Governo gosta de consultório médico


Por Marcos Piva


Deve ser por gosto, desgosto ou pragmatismo eleitoral. O fato é que, uma vez mais, a leitura da sala de espera e a TV muda mantem seu espaço cativo entre aqueles brasileiros que aguardam sua consulta. Dá-lhe Ana Maria Braga e Xuxa na telinha sem som. Não importa se a edição da semanal é de dois, três meses atrás. O conteúdo é o mesmo. Nessa circunstância, o celular até que é uma opção que navega entre o individual e o secreto. É assim, nesse ambiente de mansidão bovina de consultório médico, que o Ministério das Comunicações coloca sua pauta meramente empresarial, com o viés das teles, de um lado, e da servidão ideológica, de outro. Nada mal para quem ostenta uma ficha partidária cujo símbolo é uma estrela – nesse caso, suspeito que vermelha de vergonha.
Ao sinalizar que está fora do debate sobre a regulamentação das comunicações, o Governo Federal põe um freio num debate que está quente nas principais democracias do mundo e atrasa em uma década uma das principais bandeiras da cansada e ousada sociedade civil brasileira. Erra quem pensa que o que se quer é o controle de conteúdo da mídia ou qualquer tipo de censura. Isso é tergiversar sobre o principal. Qual é o conceito de liberdade no liberalismo clássico, para ser bem conservador? A pluralidade de opinião e a liberdade de expressão.

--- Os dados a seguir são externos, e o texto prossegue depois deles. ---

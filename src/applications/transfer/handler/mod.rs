//! Application-side transfer logic: the send entry point, the receive
//! crediting, and the shared refund path.

pub mod on_recv_packet;
pub mod refund;
pub mod send_transfer;

pub use on_recv_packet::process_recv_packet_execute;
pub use refund::{refund_packet_token, refund_packet_token_validate};
pub use send_transfer::send_transfer;

use crate::applications::transfer::context::TokenTransferValidationContext;
use crate::applications::transfer::error::TokenTransferError;
use crate::Signer;

/// Resolves a signer into the host's account representation.
pub(crate) fn account_from_signer<Ctx>(
    signer: &Signer,
) -> Result<Ctx::AccountId, TokenTransferError>
where
    Ctx: TokenTransferValidationContext + ?Sized,
{
    Ctx::AccountId::try_from(signer.clone()).map_err(|_| TokenTransferError::FailedToParseAccount)
}
//! Connection handshake handlers, one module per message, each split into a
//! side-effect-free `validate` and a state-writing `execute`.

pub mod conn_open_ack;
pub mod conn_open_confirm;
pub mod conn_open_init;
pub mod conn_open_try;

Simples assim.
Negar que existem interesses comerciais poderosos por trás da decisão de Brasília é tapar o sol com a peneira. Dizer que o interesse maior é pelo consumidor que paga a conta soa demagógico. É exatamente por se subordinar aos interesses empresariais que o ministro das Comunicações, Paulo Bernardo, criticou a decisão de seu próprio partido em entrevista ao Estadão. Foi a senha que faltava para que o movimento social tivesse que dar marcha à ré para explicar o óbvio e começar tudo de novo, como se nunca houvesse acontecido, em dezembro de 2009, uma histórica Conferência Nacional de Comunicação.
Já passou da hora de regulamentar as comunicações (no plural, para que fique claro que a expansão da banda larga também é um projeto estratégico para o país). E o que é regulamentação? É uma atualização do ordenamento institucional das regras e leis que regem o setor. O que isso tem a ver com censura e controle de conteúdo? Nada, nadica. É exatamente o contrário. Será a grande oportunidade de ampliar a pluralidade de opiniões, fecundar a liberdade de expressão e garantir uma imprensa cada vez mais recheada de diversidade na forma e no conteúdo. Se isso não tem a ver com políticas públicas, não sei realmente o que o governo entende por democracia.
Encerro por aqui. O médico acabou de me chamar para a consulta.